WORK REQUEST — Repeat the listing below word for word, leaving nothing out.
━━━━━ RECORD EXCERPTS ━━━━━
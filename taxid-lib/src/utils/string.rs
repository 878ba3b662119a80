/// Normalize a spreadsheet header: control characters (newlines, tabs) become
/// spaces, whitespace runs collapse to a single space and the ends are trimmed.
pub fn normalize_header(value: &str) -> String {
    let cleaned = value
        .chars()
        .map(|c| if c.is_control() { ' ' } else { c })
        .collect::<String>();

    return cleaned.split_whitespace().collect::<Vec<&str>>().join(" ");
}
use rust_xlsxwriter::Workbook;
use serde_json::Value;
use std::path::Path;

// Re-export shared test utilities from src/test_utils.rs
pub use taxid_lib::test_utils::{
    client_record, complete_cnpj, complete_cpf, sample_client_records,
};

/// Write a workbook with one sheet: a header row followed by `rows`.
/// `Value::Null` cells and empty headers are left empty.
#[allow(dead_code)]
pub fn write_input_workbook(
    path: &Path,
    sheet_name: &str,
    headers: &[&str],
    rows: &[Vec<Value>],
) {
    let mut workbook = Workbook::new();
    let worksheet = workbook.add_worksheet();
    worksheet.set_name(sheet_name).unwrap();

    for (col, header) in headers.iter().enumerate() {
        if header.is_empty() {
            continue;
        }
        worksheet.write_string(0, col as u16, *header).unwrap();
    }

    for (index, row) in rows.iter().enumerate() {
        let row_number = (index + 1) as u32;
        for (col, cell) in row.iter().enumerate() {
            let col = col as u16;
            match cell {
                Value::Null => {}
                Value::String(s) => {
                    worksheet.write_string(row_number, col, s).unwrap();
                }
                Value::Number(n) => {
                    worksheet
                        .write_number(row_number, col, n.as_f64().unwrap())
                        .unwrap();
                }
                Value::Bool(b) => {
                    worksheet.write_boolean(row_number, col, *b).unwrap();
                }
                other => panic!("unsupported test cell: {other}"),
            }
        }
    }

    workbook.save(path).unwrap();
}
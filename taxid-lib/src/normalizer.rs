use serde_json::{Number, Value};

/// Reduce a raw cell value to the digits it contains.
///
/// Absent or "empty" values (`null`, `""`, `false`, `0`) produce an empty
/// string. Anything else is rendered as text and stripped of every character
/// that is not an ASCII digit, keeping the order of the remaining digits.
pub fn normalize(value: &Value) -> String {
    match value {
        // `true` renders as text without digits
        Value::Null | Value::Bool(_) => String::new(),
        Value::String(s) => normalize_str(s),
        Value::Number(n) if is_zero(n) => String::new(),
        Value::Number(n) => normalize_str(&render_number(n)),
        // Nested values never come out of a spreadsheet cell, but keep the function total
        Value::Array(_) | Value::Object(_) => normalize_str(&value.to_string()),
    }
}

/// Strip every non ASCII digit character from `value`.
pub fn normalize_str(value: &str) -> String {
    value.chars().filter(|c| c.is_ascii_digit()).collect()
}

fn is_zero(n: &Number) -> bool {
    n.as_f64().is_some_and(|f| f == 0.0)
}

/// Integral floats are rendered without the fractional part so that a
/// document typed as a number (`11144477735.0`) keeps exactly its digits.
/// Below 1e21 this is plain positional notation; serde_json would switch to
/// an exponent (`1e16`) and drop digits.
fn render_number(n: &Number) -> String {
    if n.is_i64() || n.is_u64() {
        return n.to_string();
    }

    match n.as_f64() {
        Some(f) if f.fract() == 0.0 && f.abs() < 1e21 => format!("{:.0}", f),
        _ => n.to_string(),
    }
}

#[cfg(test)]
mod tests {
    use super::*;
    use serde_json::json;

    #[test]
    fn test_normalize_formatted_cpf() {
        assert_eq!(normalize(&json!("123.456.789-09")), "12345678909");
    }

    #[test]
    fn test_normalize_formatted_cnpj() {
        assert_eq!(normalize(&json!("11.222.333/0001-81")), "11222333000181");
    }

    #[test]
    fn test_normalize_empty_values() {
        assert_eq!(normalize(&json!("")), "");
        assert_eq!(normalize(&Value::Null), "");
        assert_eq!(normalize(&json!(false)), "");
        assert_eq!(normalize(&json!(0)), "");
        assert_eq!(normalize(&json!(0.0)), "");
    }

    #[test]
    fn test_normalize_numeric_cells() {
        assert_eq!(normalize(&json!(11144477735_i64)), "11144477735");
        assert_eq!(normalize(&json!(11144477735.0)), "11144477735");
        assert_eq!(normalize(&json!(12.5)), "125");
    }

    #[test]
    fn test_normalize_large_integral_floats() {
        assert_eq!(normalize(&json!(1e16)), "10000000000000000");
        assert_eq!(normalize(&json!(11222333000181.0)), "11222333000181");
        assert_eq!(normalize(&json!(1e20)), "100000000000000000000");
    }

    #[test]
    fn test_normalize_text_without_digits() {
        assert_eq!(normalize(&json!("não informado")), "");
        assert_eq!(normalize(&json!(true)), "");
    }

    #[test]
    fn test_normalize_ignores_non_ascii_digits() {
        // Arabic-Indic digits are not ASCII digits
        assert_eq!(normalize_str("١٢٣-456"), "456");
    }
}
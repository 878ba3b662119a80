mod datetime;
mod filesystem;
mod string;

pub use datetime::get_utc_iso_datetime;
pub use filesystem::write_error_to_log;
pub use string::normalize_header;
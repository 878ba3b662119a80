use std::fs::OpenOptions;
use std::io::Write;

use crate::ERRORS_LOG_FILE;
use crate::utils::get_utc_iso_datetime;

/// Append an entry to the errors log file
///
/// # Arguments
/// * `error_type` - Category of the entry (e.g., "Spreadsheet Read Error")
/// * `error_message` - The message body, may span several lines
pub fn write_error_to_log(error_type: &str, error_message: &str) {
    let timestamp = get_utc_iso_datetime();
    let log_entry = format!("\n[{}] {}:\n{}\n", timestamp, error_type, error_message);

    if let Ok(mut file) = OpenOptions::new()
        .create(true)
        .append(true)
        .open(ERRORS_LOG_FILE)
    {
        let _ = writeln!(file, "{}", log_entry);
    }
}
━━━━━
REPLY —
filename taxid-lib/src/utils/string.rs
repository 878ba3b662119a80
/// Normalize a spreadsheet header: control characters (newlines, tabs) become
/// spaces, whitespace runs collapse to a single space and the ends are trimmed.
pub fn normalize_header(value: &str) -> String {
    let cleaned = value
        .chars()
        .map(|c| if c.is_control() { ' ' } else { c })
        .collect::<String>();

    return cleaned.split_whitespace().collect::<Vec<&str>>().join(" ");
}
use rust_xlsxwriter::Workbook;
use serde_json::Value;
use std::path::Path;

// Re-export shared test utilities from src/test_utils.rs
pub use taxid_lib::test_utils::{
    client_record, complete_cnpj, complete_cpf, sample_client_records,
};

/// Write a workbook with one sheet: a header row followed by `rows`.
/// `Value::Null` cells and empty headers are left empty.
#[allow(dead_code)]
pub fn write_input_workbook(
    path: &Path,
    sheet_name: &str,
    headers: &[&str],
    rows: &[Vec<Value>],
) {
    let mut workbook = Workbook::new();
    let worksheet = workbook.add_worksheet();
    worksheet.set_name(sheet_name).unwrap();

    for (col, header) in headers.iter().enumerate() {
        if header.is_empty() {
            continue;
        }
        worksheet.write_string(0, col as u16, *header).unwrap();
    }

    for (index, row) in rows.iter().enumerate() {
        let row_number = (index + 1) as u32;
        for (col, cell) in row.iter().enumerate() {
            let col = col as u16;
            match cell {
                Value::Null => {}
                Value::String(s) => {
                    worksheet.write_string(row_number, col, s).unwrap();
                }
                Value::Number(n) => {
                    worksheet
                        .write_number(row_number, col, n.as_f64().unwrap())
                        .unwrap();
                }
                Value::Bool(b) => {
                    worksheet.write_boolean(row_number, col, *b).unwrap();
                }
                other => panic!("unsupported test cell: {other}"),
            }
        }
    }

    workbook.save(path).unwrap();
}
filename taxid-lib/src/normalizer.rs
use serde_json::{Number, Value};

/// Reduce a raw cell value to the digits it contains.
///
/// Absent or "empty" values (`null`, `""`, `false`, `0`) produce an empty
/// string. Anything else is rendered as text and stripped of every character
/// that is not an ASCII digit, keeping the order of the remaining digits.
pub fn normalize(value: &Value) -> String {
    match value {
        // `true` renders as text without digits
        Value::Null | Value::Bool(_) => String::new(),
        Value::String(s) => normalize_str(s),
        Value::Number(n) if is_zero(n) => String::new(),
        Value::Number(n) => normalize_str(&render_number(n)),
        // Nested values never come out of a spreadsheet cell, but keep the function total
        Value::Array(_) | Value::Object(_) => normalize_str(&value.to_string()),
    }
}

/// Strip every non ASCII digit character from `value`.
pub fn normalize_str(value: &str) -> String {
    value.chars().filter(|c| c.is_ascii_digit()).collect()
}

fn is_zero(n: &Number) -> bool {
    n.as_f64().is_some_and(|f| f == 0.0)
}

/// Integral floats are rendered without the fractional part so that a
/// document typed as a number (`11144477735.0`) keeps exactly its digits.
/// Below 1e21 this is plain positional notation; serde_json would switch to
/// an exponent (`1e16`) and drop digits.
fn render_number(n: &Number) -> String {
    if n.is_i64() || n.is_u64() {
        return n.to_string();
    }

    match n.as_f64() {
        Some(f) if f.fract() == 0.0 && f.abs() < 1e21 => format!("{:.0}", f),
        _ => n.to_string(),
    }
}

#[cfg(test)]
mod tests {
    use super::*;
    use serde_json::json;

    #[test]
    fn test_normalize_formatted_cpf() {
        assert_eq!(normalize(&json!("123.456.789-09")), "12345678909");
    }

    #[test]
    fn test_normalize_formatted_cnpj() {
        assert_eq!(normalize(&json!("11.222.333/0001-81")), "11222333000181");
    }

    #[test]
    fn test_normalize_empty_values() {
        assert_eq!(normalize(&json!("")), "");
        assert_eq!(normalize(&Value::Null), "");
        assert_eq!(normalize(&json!(false)), "");
        assert_eq!(normalize(&json!(0)), "");
        assert_eq!(normalize(&json!(0.0)), "");
    }

    #[test]
    fn test_normalize_numeric_cells() {
        assert_eq!(normalize(&json!(11144477735_i64)), "11144477735");
        assert_eq!(normalize(&json!(11144477735.0)), "11144477735");
        assert_eq!(normalize(&json!(12.5)), "125");
    }

    #[test]
    fn test_normalize_large_integral_floats() {
        assert_eq!(normalize(&json!(1e16)), "10000000000000000");
        assert_eq!(normalize(&json!(11222333000181.0)), "11222333000181");
        assert_eq!(normalize(&json!(1e20)), "100000000000000000000");
    }

    #[test]
    fn test_normalize_text_without_digits() {
        assert_eq!(normalize(&json!("não informado")), "");
        assert_eq!(normalize(&json!(true)), "");
    }

    #[test]
    fn test_normalize_ignores_non_ascii_digits() {
        // Arabic-Indic digits are not ASCII digits
        assert_eq!(normalize_str("١٢٣-456"), "456");
    }
}
repository 878ba3b662119a80
mod datetime;
mod filesystem;
mod string;

pub use datetime::get_utc_iso_datetime;
pub use filesystem::write_error_to_log;
pub use string::normalize_header;
repository 878ba3b662119a80
use std::fs::OpenOptions;
use std::io::Write;

use crate::ERRORS_LOG_FILE;
use crate::utils::get_utc_iso_datetime;

/// Append an entry to the errors log file
///
/// # Arguments
/// * `error_type` - Category of the entry (e.g., "Spreadsheet Read Error")
/// * `error_message` - The message body, may span several lines
pub fn write_error_to_log(error_type: &str, error_message: &str) {
    let timestamp = get_utc_iso_datetime();
    let log_entry = format!("\n[{}] {}:\n{}\n", timestamp, error_type, error_message);

    if let Ok(mut file) = OpenOptions::new()
        .create(true)
        .append(true)
        .open(ERRORS_LOG_FILE)
    {
        let _ = writeln!(file, "{}", log_entry);
    }
}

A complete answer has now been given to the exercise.